Multiple Sclerosis (MS) Severity Scale

Lynn:
For those of us with MS, what can your panel tell us about the factors that can determine the severity of MS?
Dr. Lynch:
That’s one of the big questions that we always want to know when somebody comes in. Is this person going to have bad MS, are they going to have medium MS, or is it going to be mild? And the basic answer is in a specific given person – we cannot tell. Sometimes, there are indicators that give us a good feeling or a bad feeling for whether somebody’s going to do badly or well. A person with a lot of lesions on their MRI scan we tend to worry a lot about. A person who from the beginning has frequent relapses very close together, that’s considered to be a bad sign. Someone’s whose first attack is balance and coordination difficulty, that tends to be a bad sign. If they’re progressive from the beginning, it’s a bad sign. And of course, if they’re doing badly in five years, it’s a bad sign.

Michelle Keating:
I’d also just make one additional comment. Even though there are all those prognostic factors that are looked at, in general when you look at statistics, and we can see these general pictures, remember that in any one individual how you’re going to do over a period of time, no one can predict that. I look back on my first two years of diagnosis when I had very frequent relapses. I had some motor involvement at the very beginning, and based on that initial information, probably most physicians would have said, “You have some negative signs.” But here I am living with the disease now for 21 years, and doing very well.
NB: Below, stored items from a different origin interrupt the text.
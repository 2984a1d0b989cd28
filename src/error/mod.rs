//! Error handling for the configuration converter

use thiserror::Error;

/// Custom error types for the configuration converter
#[derive(Error, Debug)]
pub enum AppError {
    /// Configuration-related errors
    #[error("Configuration error: {0}")]
    Config(String),

    /// Validation errors (CLI arguments, environment values)
    #[error("Validation error: {0}")]
    Validation(String),

    /// Input file does not exist
    #[error("File not found: {0}")]
    FileNotFound(String),

    /// I/O errors (reading the input, writing outputs)
    #[error("I/O error: {0}")]
    Io(String),

    /// Parsing errors (JSON, patterns, values)
    #[error("Parsing error: {0}")]
    Parse(String),

    /// The parser produced no interface records
    #[error("Nothing to export: {0}")]
    EmptyResult(String),

    /// A format writer failed to serialize the records
    #[error("Export error: {0}")]
    Export(String),

    /// Generic internal errors
    #[error("Internal error: {0}")]
    Internal(String),
}

impl AppError {
    /// Create a new configuration error
    pub fn config<S: Into<String>>(message: S) -> Self {
        Self::Config(message.into())
    }

    /// Create a new validation error
    pub fn validation<S: Into<String>>(message: S) -> Self {
        Self::Validation(message.into())
    }

    /// Create a new file-not-found error
    pub fn file_not_found<S: Into<String>>(path: S) -> Self {
        Self::FileNotFound(path.into())
    }

    /// Create a new I/O error
    pub fn io<S: Into<String>>(message: S) -> Self {
        Self::Io(message.into())
    }

    /// Create a new parsing error
    pub fn parse<S: Into<String>>(message: S) -> Self {
        Self::Parse(message.into())
    }

    /// Create a new empty-result error
    pub fn empty_result<S: Into<String>>(message: S) -> Self {
        Self::EmptyResult(message.into())
    }

    /// Create a new export error
    pub fn export<S: Into<String>>(message: S) -> Self {
        Self::Export(message.into())
    }

    /// Create a new internal error
    pub fn internal<S: Into<String>>(message: S) -> Self {
        Self::Internal(message.into())
    }

    /// Get error category for logging and reporting
    pub fn category(&self) -> &'static str {
        match self {
            Self::Config(_) => "CONFIG",
            Self::Validation(_) => "VALIDATION",
            Self::FileNotFound(_) => "NOT_FOUND",
            Self::Io(_) => "IO",
            Self::Parse(_) => "PARSE",
            Self::EmptyResult(_) => "EMPTY",
            Self::Export(_) => "EXPORT",
            Self::Internal(_) => "INTERNAL",
        }
    }

    /// Get user-friendly error message with suggestions
    pub fn user_friendly_message(&self) -> String {
        match self {
            Self::Config(msg) => {
                format!("Configuration problem: {}\n\nSuggestion: Check your .env file or command line arguments.", msg)
            }
            Self::Validation(msg) => {
                format!("Invalid input: {}\n\nSuggestion: Run with --help-topic config to see accepted values.", msg)
            }
            Self::FileNotFound(path) => {
                format!("File not found: {}\n\nSuggestion: Check the path passed to --file.", path)
            }
            Self::Io(msg) => {
                format!("File operation failed: {}\n\nSuggestion: Check file permissions and disk space.", msg)
            }
            Self::Parse(msg) => {
                format!("Failed to parse data: {}\n\nSuggestion: Check the format of your input data.", msg)
            }
            Self::EmptyResult(msg) => {
                format!("Nothing to export: {}\n\nSuggestion: Make sure the file is a flat 'set' configuration (show configuration | display set) with interface descriptions.", msg)
            }
            Self::Export(msg) => {
                format!("Export failed: {}\n\nSuggestion: Try limiting --formats to isolate the failing writer.", msg)
            }
            Self::Internal(msg) => {
                format!("Internal error: {}\n\nThis is likely a bug. Please report this issue with the error details.", msg)
            }
        }
    }

    /// Get exit code for this error type
    pub fn exit_code(&self) -> i32 {
        match self {
            Self::Config(_) | Self::Validation(_) | Self::Parse(_) => 1,
            Self::FileNotFound(_) => 2,
            Self::EmptyResult(_) => 3,
            Self::Export(_) => 4,
            Self::Io(_) => 5,
            Self::Internal(_) => 99,
        }
    }

    /// Format error for console display with color coding
    pub fn format_for_console(&self, use_color: bool) -> String {
        let category = self.category();
        let message = self.to_string();

        if use_color {
            use colored::Colorize;
            match self {
                Self::Config(_) | Self::Validation(_) | Self::Parse(_) => {
                    format!("[{}] {}", category.red().bold(), message.red())
                }
                Self::FileNotFound(_) | Self::EmptyResult(_) => {
                    format!("[{}] {}", category.yellow().bold(), message.yellow())
                }
                Self::Io(_) | Self::Export(_) => {
                    format!("[{}] {}", category.cyan().bold(), message.cyan())
                }
                Self::Internal(_) => {
                    format!("[{}] {}", category.bright_red().bold(), message.bright_red())
                }
            }
        } else {
            format!("[{}] {}", category, message)
        }
    }
}

// Standard library error conversions
impl From<std::io::Error> for AppError {
    fn from(error: std::io::Error) -> Self {
        if error.kind() == std::io::ErrorKind::NotFound {
            Self::file_not_found(error.to_string())
        } else {
            Self::io(error.to_string())
        }
    }
}

impl From<serde_json::Error> for AppError {
    fn from(error: serde_json::Error) -> Self {
        if error.is_io() {
            Self::io(format!("JSON write error: {}", error))
        } else {
            Self::parse(format!("JSON parse error: {}", error))
        }
    }
}

impl From<csv::Error> for AppError {
    fn from(error: csv::Error) -> Self {
        Self::export(format!("CSV error: {}", error))
    }
}

impl From<rust_xlsxwriter::XlsxError> for AppError {
    fn from(error: rust_xlsxwriter::XlsxError) -> Self {
        Self::export(format!("XLSX error: {}", error))
    }
}

impl From<regex::Error> for AppError {
    fn from(error: regex::Error) -> Self {
        Self::internal(format!("Invalid line pattern: {}", error))
    }
}

impl From<dotenv::Error> for AppError {
    fn from(error: dotenv::Error) -> Self {
        Self::config(format!("Environment file error: {}", error))
    }
}

impl From<std::str::ParseBoolError> for AppError {
    fn from(error: std::str::ParseBoolError) -> Self {
        Self::parse(format!("Boolean parse error: {}", error))
    }
}

// Anyhow integration
impl From<anyhow::Error> for AppError {
    fn from(error: anyhow::Error) -> Self {
        Self::internal(error.to_string())
    }
}

/// Custom Result type for the application
pub type Result<T> = std::result::Result<T, AppError>;

/// Error reporter for user-facing error output
pub struct ErrorReporter {
    pub use_color: bool,
    pub verbose: bool,
}

impl ErrorReporter {
    /// Create a new error reporter
    pub fn new(use_color: bool, verbose: bool) -> Self {
        Self { use_color, verbose }
    }

    /// Build the text that `report_error` prints
    pub fn render_error(&self, error: &AppError) -> String {
        let mut output = error.format_for_console(self.use_color);
        if self.verbose {
            output.push_str("\n\n");
            output.push_str(&error.user_friendly_message());
        }
        output
    }

    /// Report an error to the user
    pub fn report_error(&self, error: &AppError) {
        eprintln!("{}", self.render_error(error));
    }
}

impl Default for ErrorReporter {
    fn default() -> Self {
        Self::new(true, false)
    }
}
And so I would say all the prognostic information is not necessarily going to be predictive in any one individual. And, there’s more to dealing with this disease than just the physical aspects of the disease. It’s also part of the mental picture, as we’ve all talked about tonight.

Rick:
So, in terms of sort of rating MS, I know there are the categories. Is there a severity scale? I know sometimes people are diagnosed that way with pain, for example. Is there a rating scale for MS like that?
Dr. Lynch:
Yes. We generally rate people according to the Extended Disability Status Scale. We call it the EDSS. And basically, it’s just a scale that’s used to say how many things does this person have that I can objectively show are wrong with them, and how bad are each one of those things? And that gives us a global score.
Rick:
Right.
Dr. Lynch:
In general, a person with a 0 is doing well, a person with a 10 is dead, and that means I’ve never seen anybody that came into my office with a 10. A person who requires a cane to walk and cannot walk without it is a 6. A person who requires a walker or can go no more than 60 feet is a 6.5. And so the scale goes so that we can say, “Well, you’re an X on this scale,” and that will give you some general idea, but that scale is not completely ordinal. And so it makes it hard to know the change from a 3 to a 4 is not the same as the change from a 6 to a 7. That’s what I mean by ordinal, by the way.